Dapper not suave, large 
but not musclebound: 
a good guy, but with a wrong
side you don't want to get on
(several people every week
look right at him and apparently,
didn't get the memo) in short:
straight dangerous, with a 
chaser of hard morality 
and one of those "own 
solitary code" of honor 
deals. Keeps getting 
in fights he didn't start, 
chases he kicked off 
by showing up, or 
saying something 
- with a meaning look. 

It'd be racist, because 
that was the time, but 
every time somebody 
was racist, the hero 
would launch in from 
the side with a haymaker 
suckerpunch crack! across 
the jib, and down they go
- even if he wasn't in that scene! 

You see, in those days they filmed 
on soundstages, so the hero was 
probably watching from the wings. 
Probably how those cases got solved, 
if you think about it. Canny. 

Anyway, the dialogue and character 
touches would be a joy, the plots 
well-laid and knit, the twists and turns 
believably implausible, the score 
would be brassy, halfway-atonal
raucous jazz with an animal rhythm, 
only composed to within an inch 
of its life so the effect is a sort of 
deadly, trained timid raucuity - 

a classic. An all-around ironshod 
brass-fitted pipe-hitting classic 
with a heart of gold, where every
week's show wrapped up tidy
and neat, and satisfying, and
you came to love seeing each
character come back, even if
they're not main-cast, because
it's all been drawn so well
into a taut net of bursting
televisual virtues and merits. Only 

you couldn't recommend it anybody 

because of all the dramatically 
necessary heavily explicit nudity 
and hard core sex - with full-on 
zoomed-in biologically lurid 
obsessive camerawork, too! From 
startling, unexpected angles 
borrowed from avant-garde 
German Expressionism, and 
- the skin tones. How these
scenes were lit to bring out 
luster and throw deep shade, 
with shadows and angles 
turning a vigorous animal 
brute force tenderness coupling 
into an orgy of phantoms panting 
and thrusting, giving and receiving 
around the main pair!
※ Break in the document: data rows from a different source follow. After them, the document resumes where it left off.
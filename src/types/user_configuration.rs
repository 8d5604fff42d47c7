use base64::Engine;
use log::debug;

use super::folder::WellKnownFolderName;
use super::property::ServiceId;
use super::{LoadOptions, ServiceObject, ServiceObjectType};
use crate::error::{ParseError, Result};
use crate::service_reader::ServiceXmlReader;
use crate::xml::XmlCursor;

/// A named configuration object stored in a folder, as returned by `GetUserConfiguration`.
///
/// Only the XML and binary payloads are read; dictionary entries are skipped.
#[derive(Clone, Debug, Default, PartialEq, Eq)]
pub struct UserConfiguration {
    /// Name of the configuration object.
    pub name: String,
    /// The well-known folder the object is stored in, if it was addressed that way.
    pub parent_folder: Option<String>,
    pub item_id: Option<ServiceId>,
    pub xml_data: Option<Vec<u8>>,
    pub binary_data: Option<Vec<u8>>,
}

impl UserConfiguration {
    /// A configuration object named `name` in the given folder.
    pub fn new(name: impl Into<String>, parent_folder: WellKnownFolderName) -> Self {
        UserConfiguration {
            name: name.into(),
            parent_folder: Some(parent_folder.as_str().to_owned()),
            ..UserConfiguration::default()
        }
    }

    fn read_name<C: XmlCursor>(&mut self, reader: &mut ServiceXmlReader<'_, C>) -> Result<()> {
        self.name = reader.read_attribute_value("Name").unwrap_or_default();
        let mut parent_folder = None;
        reader.read_children(|reader| {
            if reader.local_name() == "DistinguishedFolderId" {
                parent_folder = reader.read_attribute_value("Id");
            }
            reader.skip_current_element()
        })?;
        if parent_folder.is_some() {
            self.parent_folder = parent_folder;
        }
        Ok(())
    }
}

fn read_base64<C: XmlCursor>(reader: &mut C) -> Result<Vec<u8>> {
    let text = reader.read_element_value()?;
    Ok(base64::engine::general_purpose::STANDARD
        .decode(text.trim())
        .map_err(ParseError::from)?)
}

impl ServiceObject for UserConfiguration {
    fn object_type(&self) -> ServiceObjectType {
        ServiceObjectType::UserConfiguration
    }

    fn xml_element_name(&self) -> &str {
        ServiceObjectType::UserConfiguration.xml_element_name()
    }

    fn set_xml_element_name(&mut self, name: String) {
        debug!("user configurations are never substituted, ignoring <{}>", name);
    }

    fn load_from_xml<C: XmlCursor>(
        &mut self,
        reader: &mut ServiceXmlReader<'_, C>,
        options: &LoadOptions<'_>,
    ) -> Result<()> {
        if options.clear_property_bag {
            let name = std::mem::take(&mut self.name);
            let parent_folder = self.parent_folder.take();
            *self = UserConfiguration {
                name,
                parent_folder,
                ..UserConfiguration::default()
            };
        }
        reader.read_children(|reader| {
            let element = reader.local_name().to_owned();
            match element.as_str() {
                "UserConfigurationName" => self.read_name(reader)?,
                "ItemId" => self.item_id = Some(ServiceId::load_from_xml(reader)?),
                "XmlData" => self.xml_data = Some(read_base64(reader)?),
                "BinaryData" => self.binary_data = Some(read_base64(reader)?),
                _ => {
                    debug!("skipping <{}> in user configuration", element);
                    reader.skip_current_element()?
                }
            }
            Ok(())
        })
    }
}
How many 
different lights are supposed to be 
on in this "room"? 

But really, this is the only small 
touch of the show's production that yanks 
you out of suspension of disbelief, and 
it's worth it for the sheer art. Truth 
and beauty, kids. The human form, 

whether wandering the dark streets 
sprayed with rain so the light picks up 
darkling gleams, and shadows cut 
deeply across paths, or getting into 
dive bars for a purpose: YOU! YOU 
in the corner! CHASE SCENE. WHY? 

Or when the guns come out. Or the knives, 
but - let it be fists, please. The hero does not 
come up short there. A knife he can handle
- or always does. A gun makes him stop,  
hold up his hands and get cocky. It's 

a plot device. Like how he always gets 
hit on the head from behind and blacks out. 
If the writers can't figure out how to stop 
this guy sometimes, these shows would take 
ten minutes tops! Where were we, though? 

The human form, in the midst and muddling through 
all of that, sometimes we lose its beauty in the doings. 
Yet sex somehow, that doesn't happen. It's as if it's 

the one act 

in which beauty itself is the act. Human beauty, 
and that's why this show gets it so right. Because 

well. 

It's also why you can't recommend it.